Recognition

For once, I sat shotgun. I wanted to see what she looked like in the driver’s seat but she looked the same as she did on the passenger’s side. I think I just wanted to watch her for once, instead of having to focus on both her and the road. She rolled the top down even though it was the dead of winter and I watched a lock of hair get caught in her mouth. She was wearing this obscenely long scarf and I was terrified of the end getting caught under one of the wheels and her head falling off. I heard that happened to some famous dancer a hundred years ago.

 

Senior year, we had no classes together. The only time we’d see each other was during lunch, where we’d sit with the trunk popped in the back of my Subaru and eat whatever the other person had brought. She’d bake cookies and listen to my recap of the first two periods of the day. I’d sit with whatever random Trader Joe’s snack I had while she told me about whoever had pissed her off as of late.

“I can’t see how anyone gets through the day without complaining about literally everything that’s ever happened to them.” Cookie crumbs fell out of her mouth as she spoke. She didn’t seem to notice.

 

I met her in our sophomore year Spanish class. My vision of her then feels different from my vision of her now. A lot hazier. Even after I learned more about her, the edges were still a little blurry. I couldn’t quite make her out unless she was right in front of me. I also had no idea how to get her to talk to me.

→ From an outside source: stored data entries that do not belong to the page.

use std::ops::{Add, AddAssign, Mul};
use num_traits::Zero;
use tessella::{Integer, IntOps};

/// A dense single-variable polynomial with integer coefficients, ascending
/// powers. Just enough surface for Poincaré polynomials and the
/// characteristic-polynomial signature count.
#[derive(Clone, Debug, PartialEq, Eq)]
pub struct IntPoly<R> {
    coeffs: Vec<R>,
}

impl<R> IntPoly<R>
where R: Integer, for<'x> &'x R: IntOps<R> {
    pub fn new(coeffs: Vec<R>) -> Self {
        let mut p = Self { coeffs };
        p.trim();
        p
    }

    pub fn zero() -> Self {
        Self { coeffs: vec![] }
    }

    pub fn one() -> Self {
        Self { coeffs: vec![R::one()] }
    }

    /// The monomial `c t^k`.
    pub fn monomial(c: R, k: usize) -> Self {
        if c.is_zero() {
            return Self::zero()
        }
        let mut coeffs = vec![R::zero(); k + 1];
        coeffs[k] = c;
        Self { coeffs }
    }

    fn trim(&mut self) {
        while self.coeffs.last().map_or(false, |c| c.is_zero()) {
            self.coeffs.pop();
        }
    }

    pub fn is_zero(&self) -> bool {
        self.coeffs.is_empty()
    }

    pub fn degree(&self) -> Option<usize> {
        if self.coeffs.is_empty() {
            None
        } else {
            Some(self.coeffs.len() - 1)
        }
    }

    pub fn coeff(&self, k: usize) -> R {
        self.coeffs.get(k).cloned().unwrap_or_else(R::zero)
    }

    pub fn coeffs(&self) -> &[R] {
        &self.coeffs
    }

    pub fn eval(&self, x: &R) -> R {
        let mut acc = R::zero();
        for c in self.coeffs.iter().rev() {
            acc = &acc * x + c;
        }
        acc
    }

    /// Number of sign changes in the coefficient sequence; by Descartes'
    /// rule this counts the positive roots when all roots are real.
    pub fn sign_changes(&self) -> usize {
        let mut changes = 0;
        let mut last = 0i8;
        for c in &self.coeffs {
            if c.is_zero() { continue }
            let s = if c.is_positive() { 1 } else { -1 };
            if last != 0 && s != last {
                changes += 1;
            }
            last = s;
        }
        changes
    }

    /// `p(-t)`.
    pub fn flip(&self) -> Self {
        let coeffs = self.coeffs.iter().enumerate().map(|(k, c)| {
            if k % 2 == 1 { -c } else { c.clone() }
        }).collect();
        Self::new(coeffs)
    }
}

impl<R> Add for IntPoly<R>
where R: Integer, for<'x> &'x R: IntOps<R> {
    type Output = Self;
    fn add(self, rhs: Self) -> Self {
        let n = self.coeffs.len().max(rhs.coeffs.len());
        let mut coeffs = vec![R::zero(); n];
        for (k, c) in self.coeffs.into_iter().enumerate() {
            coeffs[k] += c;
        }
        for (k, c) in rhs.coeffs.into_iter().enumerate() {
            coeffs[k] += c;
        }
        Self::new(coeffs)
    }
}

impl<R> AddAssign for IntPoly<R>
where R: Integer, for<'x> &'x R: IntOps<R> {
    fn add_assign(&mut self, rhs: Self) {
        *self = self.clone() + rhs;
    }
}

impl<R> Mul for IntPoly<R>
where R: Integer, for<'x> &'x R: IntOps<R> {
    type Output = Self;
    fn mul(self, rhs: Self) -> Self {
        if self.is_zero() || rhs.is_zero() {
            return Self::zero()
        }
        let mut coeffs =
            vec![R::zero(); self.coeffs.len() + rhs.coeffs.len() - 1];
        for (i, a) in self.coeffs.iter().enumerate() {
            if a.is_zero() { continue }
            for (j, b) in rhs.coeffs.iter().enumerate() {
                coeffs[i + j] += a * b;
            }
        }
        Self::new(coeffs)
    }
}

impl<R> std::fmt::Display for IntPoly<R>
where R: Integer, for<'x> &'x R: IntOps<R> {
    fn fmt(&self, f: &mut std::fmt::Formatter<'_>) -> std::fmt::Result {
        if self.is_zero() {
            return write!(f, "0")
        }
        let mut first = true;
        for (k, c) in self.coeffs.iter().enumerate() {
            if c.is_zero() { continue }
            let (sign, mag) = if c.is_negative() {
                ("-", -c)
            } else {
                ("+", c.clone())
            };
            if first {
                if sign == "-" { write!(f, "-")? }
            } else {
                write!(f, " {sign} ")?;
            }
            first = false;
            match k {
                0 => write!(f, "{mag}")?,
                _ => {
                    if !mag.is_one() {
                        write!(f, "{mag}")?;
                    }
                    if k == 1 {
                        write!(f, "t")?;
                    } else {
                        write!(f, "t^{k}")?;
                    }
                }
            }
        }
        Ok(())
    }
}

#[cfg(test)]
mod tests {
    use super::*;

    type P = IntPoly<i64>;

    #[test]
    fn display() {
        let p = P::new(vec![1, 0, 0, 1]);
        assert_eq!(p.to_string(), "1 + t^3");
        let q = P::new(vec![1, 2, 1]);
        assert_eq!(q.to_string(), "1 + 2t + t^2");
        assert_eq!(P::zero().to_string(), "0");
    }

    #[test]
    fn eval() {
        let p = P::new(vec![1, 0, 0, 1]);
        assert_eq!(p.eval(&-1), 0);
        assert_eq!(p.eval(&2), 9);
    }

    #[test]
    fn arithmetic() {
        let p = P::monomial(1, 1) + P::one();       // 1 + t
        let q = p.clone() * p.clone();              // 1 + 2t + t^2
        assert_eq!(q.coeffs(), &[1, 2, 1]);
    }

    #[test]
    fn descartes() {
        // (t - 1)(t - 2) = t^2 - 3t + 2: two positive roots
        let p = P::new(vec![2, -3, 1]);
        assert_eq!(p.sign_changes(), 2);
        assert_eq!(p.flip().sign_changes(), 0);
        // (t + 1)(t - 1) = t^2 - 1
        let q = P::new(vec![-1, 0, 1]);
        assert_eq!(q.sign_changes(), 1);
        assert_eq!(q.flip().sign_changes(), 1);
    }
}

I never would have initiated the conversation. She had this look of determined concentration on her face before she looked up at me. She asked me what we were supposed to be doing and confessed that she’d slept through the majority of class so far. I tried to answer using the whole semester of Spanish I had under my belt, but it didn’t come out quite right. She half snorted and tried to be polite about it, but I was mostly just shocked one of us had worked up the courage to say anything.

 

She hopped into the passenger seat and looked me up and down. “Nice shirt,” she said. It was her shirt. She didn’t mind that I had it, but I still thought wearing it in front of her was the funniest thing in the world. She’d lent me this shirt the first time I slept over, and then never asked for it back. It was the acknowledgment that we had parts of each other that we gave away, something that the other wanted us to have.

 

I was driving her home. She was slumped in the passenger seat. I caught a glance of her at every intersection. When the light turned red, she turned to me. 

“Why don’t you pin me in your messages?”

“I don’t have anyone pinned.”

She looked at me quizzically. “Not even your parents?”

“I just never bothered to do it. It’s not that big a deal.”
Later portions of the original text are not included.